Copy nothing from the entries below except the lines from the one containing "type Args = BoundArgs<Vec<usize>>;" through the one containing "parameters. They reproduce", and copy those exactly.

» Records provided:
=== Section Start ===

//! Built-in shape functions, grouped by operator family.
//!
//! Each submodule has a `register` function which adds its shape functions,
//! and the invocations that verify them, to a [`ShapeLibrary`].

use crate::algorithms::ShapeError;
use crate::library::{LibraryError, ShapeLibrary};
use crate::shape::{Returned, Shape};
use crate::signature::BoundArgs;

mod creation;
mod elementwise;
mod index;
mod layout;
mod linalg;
mod nn;
mod reduce;

type Args = BoundArgs<Vec<usize>>;
type ShapeResult = Result<Returned<Shape>, ShapeError>;

/// Register all built-in shape functions.
pub(crate) fn register_all(lib: &mut ShapeLibrary) -> Result<(), LibraryError> {
    elementwise::register(lib)?;
    reduce::register(lib)?;
    linalg::register(lib)?;
    layout::register(lib)?;
    creation::register(lib)?;
    index::register(lib)?;
    nn::register(lib)?;
    Ok(())
}

/// Return a tuple of output shapes.
fn many(shapes: impl IntoIterator<Item = Vec<usize>>) -> ShapeResult {
    Ok(Returned::Many(shapes.into_iter().map(Shape::from).collect()))
}
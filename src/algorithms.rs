//! Canonical shape algorithms.
//!
//! These functions compute the output shapes of common classes of tensor
//! operators from their input shapes and scalar parameters. They reproduce
//! the validation performed by the operators, so an algorithm fails for
//! exactly those inputs where the operator would fail because of the shapes
//! or parameters involved.
//!
//! Algorithms take shapes as slices of concrete sizes and always return newly
//! allocated shapes. A shape function output containing an unknown dimension
//! ([`Dim::Unknown`](crate::Dim::Unknown)) must be converted with
//! [`concrete`] before it can be passed to them, which fails.

use std::error::Error;
use std::fmt;

use crate::shape::{Dim, Shape};
use crate::signature::BindError;

mod binary;
mod conv_pool;
mod index;
mod layout;
mod matmul;
mod reduce;

pub use binary::{broadcast, broadcast3, expand};
pub use conv_pool::{
    adaptive_pool2d, conv_output_size, conv_transpose_output_size, pool2d, pool_output_size,
};
pub use index::{
    advanced_index, embedding, gather, index_select, pad, pad_with_mode, select, slice, topk,
    PadMode,
};
pub use layout::{
    cat, flatten, permute, squeeze, squeeze_dim, transpose, transpose_2d, unsqueeze, view,
};
pub use matmul::{addmm, bmm, linear, matmul, mm};
pub use reduce::{reduce_dim, reduce_dims};

/// Errors when computing an output shape.
#[derive(Clone, Debug, PartialEq)]
pub enum ShapeError {
    /// The input shapes are incompatible.
    IncompatibleShapes(&'static str),

    /// An input's rank does not match that expected by the operator.
    IncorrectRank(&'static str),

    /// A dimension index is outside the valid range for a tensor of rank
    /// `ndim`.
    DimOutOfRange { dim: i64, ndim: usize },

    /// An index into a dimension of size `size` is out of range.
    IndexOutOfRange { index: i64, size: usize },

    /// An operator parameter has an invalid value.
    InvalidValue(&'static str),

    /// A shape with a data-dependent size was used as an operand.
    UnknownDim,

    /// The arguments could not be bound to the function's parameters.
    Bind(BindError),
}

impl fmt::Display for ShapeError {
    fn fmt(&self, f: &mut fmt::Formatter) -> fmt::Result {
        match self {
            ShapeError::IncompatibleShapes(details) => {
                write!(f, "incompatible shapes: {}", details)
            }
            ShapeError::IncorrectRank(details) => write!(f, "incorrect rank: {}", details),
            ShapeError::DimOutOfRange { dim, ndim } => {
                write!(f, "dim {} is out of range for rank {}", dim, ndim)
            }
            ShapeError::IndexOutOfRange { index, size } => {
                write!(f, "index {} is out of range for size {}", index, size)
            }
            ShapeError::InvalidValue(details) => write!(f, "invalid value: {}", details),
            ShapeError::UnknownDim => write!(f, "shape has a data-dependent size"),
            ShapeError::Bind(err) => write!(f, "invalid arguments: {}", err),
        }
    }
}

impl Error for ShapeError {}

impl From<BindError> for ShapeError {
    fn from(err: BindError) -> ShapeError {
        ShapeError::Bind(err)
    }
}

/// Resolve a dimension index which may be negative into a non-negative
/// index for a tensor of rank `ndim`.
///
/// Valid values are in `[-ndim, ndim - 1]`. Scalars are treated as having
/// rank 1, so they accept `0` and `-1`.
pub fn resolve_dim(dim: i64, ndim: usize) -> Result<usize, ShapeError> {
    let len = ndim.max(1) as i64;
    if dim < -len || dim >= len {
        return Err(ShapeError::DimOutOfRange { dim, ndim });
    }
    let dim = if dim < 0 { dim + len } else { dim };
    Ok(dim as usize)
}

/// Resolve a possibly-negative index into a dimension of a given size.
pub fn resolve_index(index: i64, size: usize) -> Result<usize, ShapeError> {
    let len = size as i64;
    if index < -len || index >= len {
        return Err(ShapeError::IndexOutOfRange { index, size });
    }
    let index = if index < 0 { index + len } else { index };
    Ok(index as usize)
}

/// Convert a list of sizes into a shape, failing if any size is negative.
pub fn sizes_to_shape(sizes: &[i64]) -> Result<Vec<usize>, ShapeError> {
    sizes
        .iter()
        .map(|&size| {
            usize::try_from(size).map_err(|_| ShapeError::InvalidValue("negative dimension size"))
        })
        .collect()
}

/// Shape of an elementwise operator with a single tensor operand.
pub fn unary(shape: &[usize]) -> Vec<usize> {
    shape.to_vec()
}

/// Shape of a vector whose length depends on the values of the inputs.
///
/// The result has a single [`Dim::Unknown`](crate::Dim::Unknown) dimension.
/// It describes the output's rank only and no other algorithm produces or
/// accepts unknown dimensions.
pub fn data_dependent_vector() -> Shape {
    Shape::unknown_vector()
}

/// Convert a shape function's output into sizes that can be passed to
/// another algorithm.
pub fn concrete(shape: &Shape) -> Result<Vec<usize>, ShapeError> {
    shape
        .dims()
        .iter()
        .map(|dim| match dim {
            Dim::Fixed(size) => Ok(*size),
            Dim::Unknown(_) => Err(ShapeError::UnknownDim),
        })
        .collect()
}

/// Return the number of elements in a tensor with a given shape.
pub(crate) fn numel(shape: &[usize]) -> usize {
    shape.iter().product()
}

=== Section End ===

» Answer to the problem:
type Args = BoundArgs<Vec<usize>>;
type ShapeResult = Result<Returned<Shape>, ShapeError>;

/// Register all built-in shape functions.
pub(crate) fn register_all(lib: &mut ShapeLibrary) -> Result<(), LibraryError> {
    elementwise::register(lib)?;
    reduce::register(lib)?;
    linalg::register(lib)?;
    layout::register(lib)?;
    creation::register(lib)?;
    index::register(lib)?;
    nn::register(lib)?;
    Ok(())
}

/// Return a tuple of output shapes.
fn many(shapes: impl IntoIterator<Item = Vec<usize>>) -> ShapeResult {
    Ok(Returned::Many(shapes.into_iter().map(Shape::from).collect()))
}
filename src/algorithms.rs
//! Canonical shape algorithms.
//!
//! These functions compute the output shapes of common classes of tensor
//! operators from their input shapes and scalar parameters. They reproduce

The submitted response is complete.